Expert Opinion

Frozen shoulder in Antarctica? - From telemedicine to telephysiotherapy

In this blog post Gareth Jones, Senior Lecturer Physiotherapy; Sports & Exercise Medicine in the School of Rehabilitation & Health Sciences at Leeds Beckett, reflects on a recent remote physiotherapy consultation with a Field Guide at Rothera Research Station, Adelaide Island in Antarctica.

Fran Pothecary, a Field Guide at Rothera Research Station, Adelaide Island, Antarctica begins by outlining her consultation with Gareth. FP: My recent physiotherapy consultation with Gareth was unusual in that it was conducted by phone call from Antarctica in September 2015, following email correspondence. Skype would have been ideal but the lack of bandwidth at Rothera Research Station precluded that! Rothera is a science research station on Adelaide Island in Antarctica, run by the British Antarctic Survey. I arrived at the Station in October 2014 on an 18 month over-wintering contract as a Field Guide. Rothera employs a doctor (a Senior House Doctor) and has fairly basic medical facilities, there is an X-ray machine but no access to ultrasound, MRI or CT imaging. Diagnosis was done without the benefit of these facilities but in consultation with the BAS Medical Unit based at Derriford Hospital, Plymouth.

I presented in November 2014 with rotator cuff pain in my right shoulder, which was most evident as ‘painful arc’ syndrome over the deltoid. My ROM was good except for internal rotation, which was about 50% less on my right shoulder than my left. I was prescribed analgesics, physio exercises and rest. However due to my job as a Field Guide (essentially a mix of mountaineering work and manual labour) it was difficult to achieve rest and whilst the pain abated for temporary periods any prolonged use – such as during weeklong “Winter Trips” and once the ‘summer’ science season started up again in October 2015 – the pain came back. Quite late on in the Antarctica winter it was decided that I was not fit to complete the second summer season of my contract and I was scheduled to return to the UK for further diagnosis and treatment. I was put in touch with Gareth via a climbing friend of mine back in Scotland. We exchanged emails and Gareth sent me two power point presentations describing the shoulder joint and problems associated with it – and one with a range of exercises to follow. Video clips of exercises being performed would have been the icing on the cake, but again lack of bandwidth meant that I couldn’t download or stream any such files.

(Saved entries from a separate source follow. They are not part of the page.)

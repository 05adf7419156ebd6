//! SOAR backends reached over two wire protocols.
//!
//! Both protocols are normalised to one [`OrchestrationResult`] so the
//! orchestration executor does not care which transport produced it.

mod api;
mod mcp;
mod offline;

pub use api::ApiSoarClient;
pub use mcp::McpSoarClient;
pub use offline::OfflineSoarClient;

use std::sync::Arc;
use std::time::Duration;

use async_trait::async_trait;
use serde::{Deserialize, Serialize};
use serde_json::Value;

use crate::config::{OrchestrationProtocol, OrchestrationSection};
use crate::errors::ProviderError;
use crate::ioc::Ioc;

/// What the engine asks the SOAR platform to act on.
#[derive(Debug, Clone, PartialEq, Serialize, Deserialize)]
pub struct OrchestrationRequest {
    pub alert_id: String,
    pub organization_id: String,
    pub alert: Value,
    pub iocs: Vec<Ioc>,
    /// Immediate-response playbook, when one has been generated
    #[serde(default, skip_serializing_if = "Option::is_none")]
    pub playbook: Option<Value>,
    #[serde(default, skip_serializing_if = "Option::is_none")]
    pub requested_by: Option<String>,
}

#[derive(Debug, Clone, PartialEq, Serialize, Deserialize)]
pub struct OrchestrationAction {
    pub action: String,
    #[serde(default, skip_serializing_if = "Option::is_none")]
    pub target: Option<String>,
    #[serde(default, skip_serializing_if = "Option::is_none")]
    pub status: Option<String>,
}

/// Normalised SOAR answer, identical for both protocols.
#[derive(Debug, Clone, PartialEq, Serialize, Deserialize)]
pub struct OrchestrationResult {
    pub status: String,
    #[serde(default, skip_serializing_if = "Option::is_none")]
    pub playbook_id: Option<String>,
    #[serde(default)]
    pub actions: Vec<OrchestrationAction>,
    #[serde(default)]
    pub summary: String,
}

#[async_trait]
pub trait SoarClient: Send + Sync {
    fn protocol(&self) -> OrchestrationProtocol;

    async fn orchestrate(
        &self,
        request: &OrchestrationRequest,
        timeout: Duration,
    ) -> Result<OrchestrationResult, ProviderError>;
}

/// Build the client for one protocol. Without an endpoint the offline
/// client answers instead.
pub fn client_for(
    section: &OrchestrationSection,
    protocol: OrchestrationProtocol,
) -> anyhow::Result<Arc<dyn SoarClient>> {
    let Some(endpoint) = section.endpoint.as_deref() else {
        return Ok(Arc::new(OfflineSoarClient::new(protocol)));
    };
    Ok(match protocol {
        OrchestrationProtocol::Api => Arc::new(ApiSoarClient::new(endpoint)?),
        OrchestrationProtocol::Mcp => Arc::new(McpSoarClient::new(endpoint)?),
    })
}
//! Scenarios: mock rules plus an ordered list of steps.
//!
//! A scenario is plain data. It can be built in code with
//! [`ScenarioBuilder`] or loaded from YAML:
//!
//! ```yaml
//! name: schedule filter
//! mocks:
//!   - url: "**/api/schedule"
//!     json: [{ "apparatus": "Sol" }]
//! steps:
//!   - action: navigate
//!     url: /schedule
//!   - action: click
//!     selector: "button:has-text('Sol')"
//!   - action: capture
//!     label: filtered
//! ```

use crate::assertion::TextMatch;
use crate::config::{HarnessConfig, Viewport};
use crate::locator::Selector;
use crate::network::{MockRegistry, MockRule};
use crate::result::{ProofError, ProofResult};
use crate::wait::ReadyCondition;
use serde::{Deserialize, Serialize};
use std::fmt;
use std::path::Path;

// =============================================================================
// STEPS
// =============================================================================

/// What a step does
#[derive(Debug, Clone, PartialEq, Serialize, Deserialize)]
#[serde(tag = "action", rename_all = "snake_case")]
pub enum StepKind {
    /// Load a URL and wait until ready
    Navigate {
        /// Absolute, or relative to the base URL
        url: String,
        /// Overrides the configured ready condition
        #[serde(default, skip_serializing_if = "Option::is_none")]
        ready: Option<ReadyCondition>,
    },
    /// Wait until the selector matches anything
    WaitForSelector {
        /// Target
        selector: String,
    },
    /// Click the element
    Click {
        /// Target
        selector: String,
    },
    /// Move the pointer over the element
    Hover {
        /// Target
        selector: String,
    },
    /// Hold or release the primary button over the element
    SetPointerState {
        /// Target
        selector: String,
        /// `true` presses, `false` releases
        down: bool,
    },
    /// Wait until the element is visible
    AssertVisible {
        /// Target
        selector: String,
    },
    /// Wait until no match is visible
    AssertHidden {
        /// Target
        selector: String,
    },
    /// Wait until the element's text matches
    AssertText {
        /// Target
        selector: String,
        /// Expected text
        expected: String,
        /// Exact or substring comparison
        #[serde(default)]
        mode: TextMatch,
    },
    /// Wait until an attribute has a value
    AssertAttribute {
        /// Target
        selector: String,
        /// Attribute name
        attr: String,
        /// Expected value
        expected: String,
    },
    /// Save a screenshot
    Capture {
        /// File label
        label: String,
        /// Overrides the configured screenshot mode
        #[serde(default, skip_serializing_if = "Option::is_none")]
        full_page: Option<bool>,
    },
    /// Focus the element and type
    TypeText {
        /// Target
        selector: String,
        /// Text to insert
        text: String,
    },
    /// Press a named key
    PressKey {
        /// Key name, e.g. `Enter`
        key: String,
    },
    /// Mouse-wheel scroll
    Scroll {
        /// Horizontal delta
        #[serde(default)]
        dx: f32,
        /// Vertical delta
        #[serde(default)]
        dy: f32,
    },
    /// Resize the viewport
    SetViewport {
        /// Width in CSS pixels
        width: u32,
        /// Height in CSS pixels
        height: u32,
    },
}
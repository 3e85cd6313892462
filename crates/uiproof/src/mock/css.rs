//! Small CSS matcher for the fake page.
//!
//! Supports selector lists (`a, b`), descendant combinators (space or `>`,
//! both treated as "some ancestor"), and compounds of `tag`, `*`, `.class`,
//! `#id`, `[attr]` and `[attr=value]`.

use crate::result::{ProofError, ProofResult};

/// What the matcher needs to know about a node
pub(crate) trait CssNode {
    fn tag(&self) -> &str;
    fn id(&self) -> Option<&str>;
    fn has_class(&self, class: &str) -> bool;
    fn attr(&self, name: &str) -> Option<&str>;
}

#[derive(Debug, Clone, PartialEq, Eq)]
enum AttrTest {
    Present(String),
    Equals(String, String),
}

#[derive(Debug, Clone, Default, PartialEq, Eq)]
struct Compound {
    tag: Option<String>,
    id: Option<String>,
    classes: Vec<String>,
    attrs: Vec<AttrTest>,
}

impl Compound {
    fn matches(&self, node: &impl CssNode) -> bool {
        self.tag
            .as_deref()
            .map_or(true, |t| node.tag().eq_ignore_ascii_case(t))
            && self.id.as_deref().map_or(true, |id| node.id() == Some(id))
            && self.classes.iter().all(|c| node.has_class(c))
            && self.attrs.iter().all(|test| match test {
                AttrTest::Present(name) => node.attr(name).is_some(),
                AttrTest::Equals(name, value) => node.attr(name) == Some(value.as_str()),
            })
    }
}

/// Compiled selector list
#[derive(Debug, Clone, PartialEq, Eq)]
pub(crate) struct CssSelector {
    /// Each alternative is a chain of compounds, outermost first
    alternatives: Vec<Vec<Compound>>,
}

impl CssSelector {
    pub(crate) fn parse(source: &str) -> ProofResult<Self> {
        let mut alternatives = Vec::new();
        for part in split_top_level(source, ',') {
            let chain = part
                .replace('>', " ")
                .split_whitespace()
                .map(|c| parse_compound(source, c))
                .collect::<ProofResult<Vec<_>>>()?;
            if chain.is_empty() {
                return Err(unsupported(source, "empty selector"));
            }
            alternatives.push(chain);
        }
        Ok(Self { alternatives })
    }

    /// `ancestors` yields the node's ancestors, nearest first
    pub(crate) fn matches<'a, N, I>(&self, node: &N, ancestors: I) -> bool
    where
        N: CssNode + 'a,
        I: Iterator<Item = &'a N> + Clone,
    {
        self.alternatives.iter().any(|chain| {
            let Some((last, outer)) = chain.split_last() else {
                return false;
            };
            if !last.matches(node) {
                return false;
            }
            let mut remaining = outer.iter().rev().peekable();
            for ancestor in ancestors.clone() {
                match remaining.peek() {
                    Some(compound) if compound.matches(ancestor) => {
                        remaining.next();
                    }
                    Some(_) => {}
                    None => break,
                }
            }
            remaining.peek().is_none()
        })
    }
}

fn unsupported(source: &str, what: &str) -> ProofError {
    ProofError::configuration(format!("fake page cannot match '{source}': {what}"))
}

/// Split on `sep` outside brackets and quotes
fn split_top_level(source: &str, sep: char) -> Vec<String> {
    let mut parts = Vec::new();
    let mut current = String::new();
    let mut depth = 0_i32;
    let mut quote: Option<char> = None;
    for c in source.chars() {
        match (quote, c) {
            (Some(q), c) if c == q => quote = None,
            (None, '\'' | '"') => quote = Some(c),
            (None, '[') => depth += 1,
            (None, ']') => depth -= 1,
            (None, c) if c == sep && depth == 0 => {
                parts.push(std::mem::take(&mut current));
                continue;
            }
            _ => {}
        }
        current.push(c);
    }
    parts.push(current);
    parts
}

fn parse_compound(source: &str, text: &str) -> ProofResult<Compound> {
    let mut compound = Compound::default();
    let chars: Vec<char> = text.chars().collect();
    let mut i = 0;

    let ident_end = |from: usize| {
        let mut end = from;
        while end < chars.len() && (chars[end].is_alphanumeric() || matches!(chars[end], '-' | '_')) {
            end += 1;
        }
        end
    };

    if i < chars.len() && chars[i] == '*' {
        i += 1;
    } else {
        let end = ident_end(i);
        if end > i {
            compound.tag = Some(chars[i..end].iter().collect());
            i = end;
        }
    }

    while i < chars.len() {
        match chars[i] {
            '.' | '#' => {
                let end = ident_end(i + 1);
                if end == i + 1 {
                    return Err(unsupported(source, "missing name after '.' or '#'"));
                }
                let name: String = chars[i + 1..end].iter().collect();
                if chars[i] == '.' {
                    compound.classes.push(name);
                } else {
                    compound.id = Some(name);
                }
                i = end;
            }
            '[' => {
                let close = chars[i..]
                    .iter()
                    .position(|c| *c == ']')
                    .map(|p| p + i)
                    .ok_or_else(|| unsupported(source, "unterminated attribute"))?;
                let inner: String = chars[i + 1..close].iter().collect();
                compound.attrs.push(parse_attr(source, &inner)?);
                i = close + 1;
            }
            other => {
                return Err(unsupported(source, &format!("unexpected '{other}'")));
            }
        }
    }
    Ok(compound)
}

fn parse_attr(source: &str, inner: &str) -> ProofResult<AttrTest> {
    match inner.split_once('=') {
        None => Ok(AttrTest::Present(inner.trim().to_string())),
        Some((name, value)) => {
            let name = name.trim();
            if name.ends_with(['~', '|', '^', '$', '*']) {
                return Err(unsupported(source, "only [attr] and [attr=value] are supported"));
            }
            let value = value.trim();
            let value = value
                .strip_prefix(['\'', '"'])
                .and_then(|v| v.strip_suffix(['\'', '"']))
                .unwrap_or(value);
            Ok(AttrTest::Equals(name.to_string(), value.to_string()))
        }
    }
}
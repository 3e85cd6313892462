//! Declarative description of the fake site.

use crate::console::ConsoleLevel;
use crate::network::HttpMethod;
use std::collections::{BTreeMap, HashMap};
use std::sync::Arc;
use std::time::Duration;

/// Response to one of a page's load-time requests
#[derive(Debug, Clone, PartialEq, Eq)]
pub struct FetchResult {
    /// HTTP status
    pub status: u16,
    /// Body as served
    pub body: String,
    /// Whether a mock rule served it
    pub mocked: bool,
}

/// Load-time responses, keyed by the path the page requested
#[derive(Debug, Clone, Default)]
pub struct FetchResults {
    results: HashMap<String, FetchResult>,
}

impl FetchResults {
    pub(crate) fn insert(&mut self, path: impl Into<String>, result: FetchResult) {
        let _ = self.results.insert(path.into(), result);
    }

    /// Raw result for `path`
    #[must_use]
    pub fn get(&self, path: &str) -> Option<&FetchResult> {
        self.results.get(path)
    }

    /// Parsed JSON body for a 2xx response
    #[must_use]
    pub fn json(&self, path: &str) -> Option<serde_json::Value> {
        self.get(path)
            .filter(|r| (200..300).contains(&r.status))
            .and_then(|r| serde_json::from_str(&r.body).ok())
    }
}

/// What fires a reaction
#[derive(Debug, Clone, PartialEq, Eq)]
pub enum Trigger {
    /// Pointer pressed and released on the node
    Click,
    /// Key pressed while the node has focus
    Key(String),
}

/// Page change caused by user input
#[derive(Debug, Clone)]
pub enum Reaction {
    /// Append nodes to the page after a delay
    Reveal {
        /// Nodes to add
        nodes: Vec<MockNode>,
        /// Delay before they appear
        after: Duration,
    },
    /// Detach nodes matching a CSS selector after a delay
    Remove {
        /// CSS selector
        css: String,
        /// Delay before removal
        after: Duration,
    },
    /// Issue a request through the interception layer
    Request {
        /// Method
        method: HttpMethod,
        /// Path, resolved against the page origin
        path: String,
    },
    /// Write to the console, or throw when `level` is `PageError`
    Console {
        /// Severity
        level: ConsoleLevel,
        /// Message text
        text: String,
    },
}

/// One element of the fake DOM
#[derive(Debug, Clone, Default)]
pub struct MockNode {
    pub(crate) tag: String,
    pub(crate) id: Option<String>,
    pub(crate) classes: Vec<String>,
    pub(crate) attrs: BTreeMap<String, String>,
    pub(crate) text: String,
    pub(crate) size: Option<(f32, f32)>,
    pub(crate) hidden: bool,
    pub(crate) appears_after: Duration,
    pub(crate) removed_after: Option<Duration>,
    pub(crate) children: Vec<MockNode>,
    pub(crate) reactions: Vec<(Trigger, Reaction)>,
}

impl MockNode {
    /// Element with the given tag
    #[must_use]
    pub fn new(tag: impl Into<String>) -> Self {
        Self {
            tag: tag.into().to_ascii_lowercase(),
            ..Self::default()
        }
    }

    /// Set the id
    #[must_use]
    pub fn id(mut self, id: impl Into<String>) -> Self {
        self.id = Some(id.into());
        self
    }

    /// Add a class
    #[must_use]
    pub fn class(mut self, class: impl Into<String>) -> Self {
        self.classes.push(class.into());
        self
    }

    /// Set an attribute
    #[must_use]
    pub fn attr(mut self, name: impl Into<String>, value: impl Into<String>) -> Self {
        let _ = self.attrs.insert(name.into(), value.into());
        self
    }

    /// Set own text
    #[must_use]
    pub fn text(mut self, text: impl Into<String>) -> Self {
        self.text = text.into();
        self
    }

    /// Fix the layout size; `(0.0, 0.0)` makes the node unclickable
    #[must_use]
    pub const fn size(mut self, width: f32, height: f32) -> Self {
        self.size = Some((width, height));
        self
    }

    /// Present but styled invisible
    #[must_use]
    pub const fn hidden(mut self) -> Self {
        self.hidden = true;
        self
    }

    /// Appear this long after the page's data has loaded
    #[must_use]
    pub const fn appears_after(mut self, delay: Duration) -> Self {
        self.appears_after = delay;
        self
    }

    /// Detach this long after the page's data has loaded
    #[must_use]
    pub const fn removed_after(mut self, delay: Duration) -> Self {
        self.removed_after = Some(delay);
        self
    }

    /// Add a child
    #[must_use]
    pub fn child(mut self, child: MockNode) -> Self {
        self.children.push(child);
        self
    }

    /// Add children
    #[must_use]
    pub fn children(mut self, children: impl IntoIterator<Item = MockNode>) -> Self {
        self.children.extend(children);
        self
    }

    /// React to a click
    #[must_use]
    pub fn on_click(mut self, reaction: Reaction) -> Self {
        self.reactions.push((Trigger::Click, reaction));
        self
    }

    /// React to a key press while focused
    #[must_use]
    pub fn on_key(mut self, key: impl Into<String>, reaction: Reaction) -> Self {
        self.reactions.push((Trigger::Key(key.into()), reaction));
        self
    }
}

type Render = Arc<dyn Fn(&FetchResults) -> Vec<MockNode> + Send + Sync>;

/// A route of the fake site
#[derive(Clone)]
pub struct MockPage {
    pub(crate) status: u16,
    pub(crate) fetches: Vec<(HttpMethod, String)>,
    pub(crate) network_delay: Duration,
    pub(crate) long_poll: bool,
    pub(crate) console: Vec<(ConsoleLevel, String)>,
    pub(crate) render: Render,
}

impl std::fmt::Debug for MockPage {
    fn fmt(&self, f: &mut std::fmt::Formatter<'_>) -> std::fmt::Result {
        f.debug_struct("MockPage")
            .field("status", &self.status)
            .field("fetches", &self.fetches)
            .field("network_delay", &self.network_delay)
            .field("long_poll", &self.long_poll)
            .field("console", &self.console)
            .finish_non_exhaustive()
    }
}

impl MockPage {
    /// Page whose DOM is built from its fetched data
    #[must_use]
    pub fn new<F>(render: F) -> Self
    where
        F: Fn(&FetchResults) -> Vec<MockNode> + Send + Sync + 'static,
    {
        Self {
            status: 200,
            fetches: Vec::new(),
            network_delay: Duration::from_millis(50),
            long_poll: false,
            console: Vec::new(),
            render: Arc::new(render),
        }
    }

    /// Page with fixed content
    #[must_use]
    pub fn fixed(nodes: Vec<MockNode>) -> Self {
        Self::new(move |_| nodes.clone())
    }

    /// GET `path` on load
    #[must_use]
    pub fn fetch(mut self, path: impl Into<String>) -> Self {
        self.fetches.push((HttpMethod::Get, path.into()));
        self
    }

    /// How long load-time requests stay in flight
    #[must_use]
    pub const fn network_delay(mut self, delay: Duration) -> Self {
        self.network_delay = delay;
        self
    }

    /// Keep one request open forever, so the network never goes idle
    #[must_use]
    pub const fn long_poll(mut self) -> Self {
        self.long_poll = true;
        self
    }

    /// Emit a console message while loading
    #[must_use]
    pub fn console(mut self, level: ConsoleLevel, text: impl Into<String>) -> Self {
        self.console.push((level, text.into()));
        self
    }

    /// Throw an uncaught error while loading
    #[must_use]
    pub fn page_error(self, text: impl Into<String>) -> Self {
        self.console(ConsoleLevel::PageError, text)
    }

    /// Document status
    #[must_use]
    pub const fn status(mut self, status: u16) -> Self {
        self.status = status;
        self
    }
}

/// Routes of the fake site, keyed by path
#[derive(Debug, Clone, Default)]
pub struct MockSite {
    pages: HashMap<String, MockPage>,
}

impl MockSite {
    /// Empty site; every path is a 404
    #[must_use]
    pub fn new() -> Self {
        Self::default()
    }

    /// Add a route
    #[must_use]
    pub fn page(mut self, path: impl Into<String>, page: MockPage) -> Self {
        let _ = self.pages.insert(path.into(), page);
        self
    }

    pub(crate) fn get(&self, path: &str) -> Option<&MockPage> {
        self.pages.get(path)
    }
}
//! uiproof CLI library
//!
//! Command-line surface for running and validating scenario files.

#![warn(missing_docs)]
#![warn(clippy::all)]
#![warn(clippy::pedantic)]
#![warn(clippy::nursery)]
#![allow(clippy::module_name_repetitions)]
#![allow(clippy::format_push_string)] // String building is clear and correct
#![allow(clippy::missing_errors_doc)] // Error types are self-documenting

mod commands;
mod config;
mod error;
pub mod logging;
mod output;
mod runner;

pub use commands::{Cli, ColorArg, Commands, LogFormatArg, RunArgs, ValidateArgs};
pub use config::{CliConfig, ColorChoice, LogFormat, Verbosity};
pub use error::{CliError, CliResult};
pub use output::ProgressReporter;
pub use runner::{effective_config, load_scenario, run_command, validate_command};
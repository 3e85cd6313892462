//! CLI command definitions using clap

use clap::{Parser, Subcommand, ValueEnum};
use std::path::PathBuf;
use uiproof::{HarnessConfig, Viewport};

/// uiproof: run browser verification scenarios against mocked backends
#[derive(Parser, Debug)]
#[command(name = "uiproof")]
#[command(author, version, about, long_about = None)]
#[command(propagate_version = true)]
pub struct Cli {
    /// Verbosity level (-v, -vv)
    #[arg(short, long, action = clap::ArgAction::Count, global = true)]
    pub verbose: u8,

    /// Quiet mode (suppress non-error output)
    #[arg(short, long, global = true)]
    pub quiet: bool,

    /// Color output (auto, always, never)
    #[arg(long, default_value = "auto", global = true)]
    pub color: ColorArg,

    /// Log line format
    #[arg(long, default_value = "text", global = true)]
    pub log_format: LogFormatArg,

    /// Subcommand to run
    #[command(subcommand)]
    pub command: Commands,
}

/// CLI subcommands
#[derive(Subcommand, Debug)]
pub enum Commands {
    /// Run a scenario in a headless browser
    Run(RunArgs),

    /// Parse and validate a scenario without launching a browser
    Validate(ValidateArgs),
}

/// Arguments for the run command
#[derive(Parser, Debug)]
pub struct RunArgs {
    /// Scenario file (YAML)
    pub scenario: PathBuf,

    /// Directory for screenshots and run_result.json
    #[arg(short, long)]
    pub output_dir: Option<PathBuf>,

    /// Run the browser headless
    #[arg(long, num_args = 0..=1, default_missing_value = "true", require_equals = true)]
    pub headless: Option<bool>,

    /// Viewport as WxH, e.g. 1280x720
    #[arg(long)]
    pub viewport: Option<Viewport>,

    /// Default per-step timeout in milliseconds
    #[arg(long)]
    pub timeout_ms: Option<u64>,

    /// Base URL for relative navigation targets
    #[arg(long)]
    pub base_url: Option<String>,

    /// Capture full-page screenshots
    #[arg(long)]
    pub full_page: bool,

    /// Chromium executable to launch
    #[arg(long, env = "UIPROOF_CHROMIUM")]
    pub chromium: Option<PathBuf>,

    /// Disable the Chromium sandbox (needed in some containers)
    #[arg(long)]
    pub no_sandbox: bool,
}

impl RunArgs {
    /// Layer explicit flags over a base config
    #[must_use]
    pub fn apply(&self, base: HarnessConfig) -> HarnessConfig {
        let mut config = base;
        if let Some(dir) = &self.output_dir {
            config.output_dir.clone_from(dir);
        }
        if let Some(headless) = self.headless {
            config.session.headless = headless;
        }
        if let Some(viewport) = self.viewport {
            config.session.viewport = viewport;
        }
        if let Some(timeout_ms) = self.timeout_ms {
            config.default_step_timeout_ms = timeout_ms;
        }
        if let Some(base_url) = &self.base_url {
            config.base_url = Some(base_url.clone());
        }
        if self.full_page {
            config.full_page_screenshots = true;
        }
        if let Some(path) = &self.chromium {
            config.session.chromium_path = Some(path.clone());
        }
        if self.no_sandbox {
            config.session.sandbox = false;
        }
        config
    }
}

/// Arguments for the validate command
#[derive(Parser, Debug)]
pub struct ValidateArgs {
    /// Scenario file (YAML)
    pub scenario: PathBuf,
}

/// Color argument for CLI
#[derive(ValueEnum, Clone, Debug, Default)]
pub enum ColorArg {
    /// Automatic color detection
    #[default]
    Auto,
    /// Always use colors
    Always,
    /// Never use colors
    Never,
}

impl From<ColorArg> for crate::config::ColorChoice {
    fn from(arg: ColorArg) -> Self {
        match arg {
            ColorArg::Auto => Self::Auto,
            ColorArg::Always => Self::Always,
            ColorArg::Never => Self::Never,
        }
    }
}

/// Log format argument for CLI
#[derive(ValueEnum, Clone, Copy, Debug, Default)]
pub enum LogFormatArg {
    /// Human-readable lines
    #[default]
    Text,
    /// One JSON object per event
    Json,
}

impl From<LogFormatArg> for crate::config::LogFormat {
    fn from(arg: LogFormatArg) -> Self {
        match arg {
            LogFormatArg::Text => Self::Text,
            LogFormatArg::Json => Self::Json,
        }
    }
}
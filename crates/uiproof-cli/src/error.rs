//! Error types for the CLI

use thiserror::Error;
use uiproof::EXIT_SETUP_ERROR;

/// Result type for CLI operations
pub type CliResult<T> = Result<T, CliError>;

/// Errors that can occur in the CLI
#[derive(Debug, Error)]
pub enum CliError {
    /// Configuration error
    #[error("Configuration error: {message}")]
    Config {
        /// Error message
        message: String,
    },

    /// IO error
    #[error("I/O error: {0}")]
    Io(#[from] std::io::Error),

    /// uiproof library error
    #[error("{0}")]
    Proof(#[from] uiproof::ProofError),

    /// Invalid argument
    #[error("Invalid argument: {message}")]
    InvalidArgument {
        /// Error message
        message: String,
    },
}

impl CliError {
    /// Create a configuration error
    #[must_use]
    pub fn config(message: impl Into<String>) -> Self {
        Self::Config {
            message: message.into(),
        }
    }

    /// Create an invalid argument error
    #[must_use]
    pub fn invalid_argument(message: impl Into<String>) -> Self {
        Self::InvalidArgument {
            message: message.into(),
        }
    }

    /// Process exit code; every CLI error happens before a verdict exists
    #[must_use]
    pub const fn exit_code(&self) -> u8 {
        EXIT_SETUP_ERROR
    }
}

Lastly I had a phone consultation with Gareth and was surprised how effective and comprehensive it was considering that we were 10,000 miles apart! By dint of detailed questioning – accompanied by me doing pantomime moves in my office at Rothera to ascertain the level of pain and movement – Gareth was able to confirm the likely diagnosis of tendinopathy and also the possibility of a tear in the supraspinatus. Successful consultations that like would appear to rely on the patient being able to accurately identify things like origin and type of pain and ROM – this isn’t always straightforward especially if pain tends to come and go, it can be harder to describe the ‘memory’ of pain than it’s actuality. This though is a problem that could pertain to anybody doing a face-to-face meeting. Overall it was a very positive experience and one I would recommend. Gareth’s knowledge and experience shone through and it was reassuring that he painted the same picture – and filled it out considerably – that had been suggested by the doctor at Rothera.

Gareth picks up the story...

Gareth, tell us what were the challenges of assessing Fran’s issues?
GJ: The greatest challenge was attempting to make a clear timeline of events and findings based on information from a variety of sources including Fran by email, the original contact from her friend and colleague in this country who supplied some clinical commentary, the clinical reports from the medic who had seen Fran in Antarctica and the Medics based back in the UK. I had to clinically reason and consider various hypothesise in terms of those that were more or less likely. Ultimately I knew that my opinion may form part of the decision as to whether she needed to return home. A comprehensive amount of subjective information was reviewed and compared to the responses Fran gave via telephone link. Minimal objective information was then required to arrive at a possible diagnosis.

Have you conducted many remote consultations before?
GJ: I have assessed and treated individuals in Mountain environments. This was somewhat different in that it was not life threatening but could have long term consequences for the individual and short term consequences for the survey team.

How did you have to adapt your approach to deal with the distance/communication challenges?
GJ: I had to adopt a mixed method clinical reasoning model which allowed me to consider all the information and judge it on relevance and probability. This allowed me to construct a range of suitable questions and suitable objective tests that may be useful to rule in or out a condition.

What’s your overall reflection on how the consultation went?
GJ: I was pleased with that consultation. Despite the distance and difficulties in communication a satisfactory outcome for Fran and the British Antarctic survey was reached. It further reinforces the importance of clinical reasoning models, knowledge of anatomy and pathophysiology.

What have you learned from the experience?
GJ: The experience has made me consider the effectiveness of such consultation and whether diagnostic and therapeutic algorithms would be useful for future use in such circumstances.